[Stored data]
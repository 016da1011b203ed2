use std::sync::Arc;

use bytes::Bytes;
use tokio_util::sync::CancellationToken;
use tracing::{debug, info, warn};
use uuid::Uuid;

use retro_db::Database;
use retro_types::events::BoardStatus;
use retro_types::models::User;

use crate::bus::{Bus, Subscription};
use crate::handler::{HandleError, MessageHandler};
use crate::manager::BoardManager;
use crate::message::{Command, Envelope, MessageType};
use crate::topics;

/// The one task allowed to change a board's columns and cards.
///
/// Messages are handled strictly in arrival order, one at a time, so a
/// handler's read-modify-write never races another handler for the same
/// board inside this process.
pub struct BoardActor {
    board_id: Uuid,
    instance: Uuid,
    manager: BoardManager,
    handler: MessageHandler,
    inbound: Subscription,
    status: Subscription,
}

impl BoardActor {
    /// Subscribes to the inbound and status topics immediately, so the board
    /// answers probes before its task is even scheduled.
    pub(crate) fn new(board_id: Uuid, instance: Uuid, manager: BoardManager) -> Self {
        let bus = manager.bus();
        let inbound = bus.subscribe(&topics::inbound(board_id));
        let status = bus.subscribe(&topics::status(board_id));
        Self {
            board_id,
            instance,
            handler: MessageHandler::new(manager.db().clone()),
            manager,
            inbound,
            status,
        }
    }

    pub async fn run(mut self, cancel: CancellationToken) {
        let board_id = self.board_id;
        info!(board = %board_id, "board actor running");

        if self.manager.config().timer_enabled && self.manager.get_or_create_timer(board_id).await {
            debug!(board = %board_id, "timer started by board actor");
        }

        loop {
            tokio::select! {
                // a stopped actor must not answer status requests
                biased;
                _ = cancel.cancelled() => break,
                probe = self.status.recv() => match probe {
                    Some(msg) => {
                        msg.respond(Bytes::new());
                    }
                    None => break,
                },
                msg = self.inbound.recv() => match msg {
                    Some(msg) => self.on_message(&msg.payload).await,
                    None => break,
                },
            }
        }

        cancel.cancel();
        let Self { manager, inbound, status, instance, .. } = self;
        drop(inbound);
        drop(status);
        // a newer actor for this board owns whatever timer is registered now
        if manager.unregister_board(board_id, instance).await {
            manager.stop_timer(board_id).await;
        }
        info!(board = %board_id, "board actor stopped");
    }

    async fn on_message(&self, raw: &[u8]) {
        let board_id = self.board_id;
        let envelope = match Envelope::decode(raw) {
            Ok(envelope) => envelope,
            Err(e) => {
                warn!(board = %board_id, "Dropping undecodable message: {}", e);
                return;
            }
        };
        let cmd = match Command::decode(&envelope) {
            Ok(cmd) => cmd,
            Err(e) => {
                warn!(board = %board_id, "Dropping {} message: {}", envelope.kind, e);
                return;
            }
        };

        match cmd {
            Command::Me => {
                debug!(board = %board_id, "ignoring me on the board topic");
            }
            Command::Timer(_) => {
                // sessions send these straight to the timer; relay stragglers
                self.bus().publish(&topics::timer_cmd(board_id), Bytes::copy_from_slice(raw));
            }
            cmd => self.mutate(cmd, envelope.user).await,
        }
    }

    async fn mutate(&self, cmd: Command, user: Option<User>) {
        let board_id = self.board_id;
        let handler = self.handler.clone();
        let db = self.manager.db().clone();
        let label = format!("{cmd:?}");

        let result = tokio::task::spawn_blocking(move || -> Result<BoardStatus, HandleError> {
            handler.handle(board_id, cmd)?;
            Ok(snapshot(&db, board_id)?)
        })
        .await;

        let status = match result {
            Ok(Ok(status)) => status,
            Ok(Err(e)) => {
                warn!(board = %board_id, "Rejected {}: {}", label, e);
                return;
            }
            Err(e) => {
                warn!(board = %board_id, "Handler task failed: {}", e);
                return;
            }
        };

        let mut msg = match Envelope::with_data(MessageType::BoardStatus, &status) {
            Ok(msg) => msg.with_board(board_id),
            Err(e) => {
                warn!(board = %board_id, "Failed to encode board status: {}", e);
                return;
            }
        };
        msg.user = user;

        match msg.encode() {
            Ok(payload) => {
                let reached = self.bus().publish(&topics::broadcast(board_id), payload);
                debug!(board = %board_id, reached, "board.status published");
            }
            Err(e) => warn!(board = %board_id, "Failed to encode board status: {}", e),
        }
    }

    fn bus(&self) -> &Bus {
        self.manager.bus()
    }
}

/// Current columns and cards of a board.
pub fn snapshot(db: &Arc<Database>, board_id: Uuid) -> retro_db::Result<BoardStatus> {
    Ok(BoardStatus {
        id: board_id,
        columns: db.columns(board_id).list()?,
        cards: db.cards(board_id).list()?,
    })
}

* BRIEF *
Set aside each line above that includes the string "async" and report it.

* EXERCISE RESULT *
    pub async fn run(mut self, cancel: CancellationToken) {
    async fn on_message(&self, raw: &[u8]) {
    async fn mutate(&self, cmd: Command, user: Option<User>) {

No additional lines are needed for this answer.